(Collected data)
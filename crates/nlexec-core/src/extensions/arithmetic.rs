use super::{render_function, ExtensionHandler};
use crate::core_types::{CodeArtifact, QueryAnalysis, QueryType};

/// Evaluates a detected arithmetic chain such as `2 + 2` or `3 * 4 - 1`.
pub struct ArithmeticHandler;

impl ArithmeticHandler {
    pub fn new() -> Self {
        Self
    }
}

impl Default for ArithmeticHandler {
    fn default() -> Self {
        Self::new()
    }
}

impl ExtensionHandler for ArithmeticHandler {
    fn name(&self) -> &str {
        "arithmetic"
    }

    fn matches(&self, _query_text: &str, analysis: &QueryAnalysis) -> bool {
        analysis.query_type == QueryType::Arithmetic
            && analysis.expression.is_some()
            && !analysis.detected_variables.is_empty()
    }

    fn generate(&self, _query_text: &str, analysis: &QueryAnalysis) -> CodeArtifact {
        let expression = analysis.expression.clone().unwrap_or_default();
        // Only variables the expression reads become parameters.
        let params: Vec<_> = analysis
            .detected_variables
            .iter()
            .filter(|v| {
                expression
                    .split(|c: char| !c.is_alphanumeric() && c != '_')
                    .any(|token| token == v.name.as_str())
            })
            .map(|v| (v.name.clone(), v.value))
            .collect();
        render_function(
            self.name(),
            "calculate",
            &format!("Arithmetic: evaluates {}.", expression),
            &params,
            &[format!("return {}", expression)],
        )
    }
}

▸ Aim of the task:
After reading through the records, count the lines that hold the string "CodeArtifact" and give only the count.

▸ Task response:
2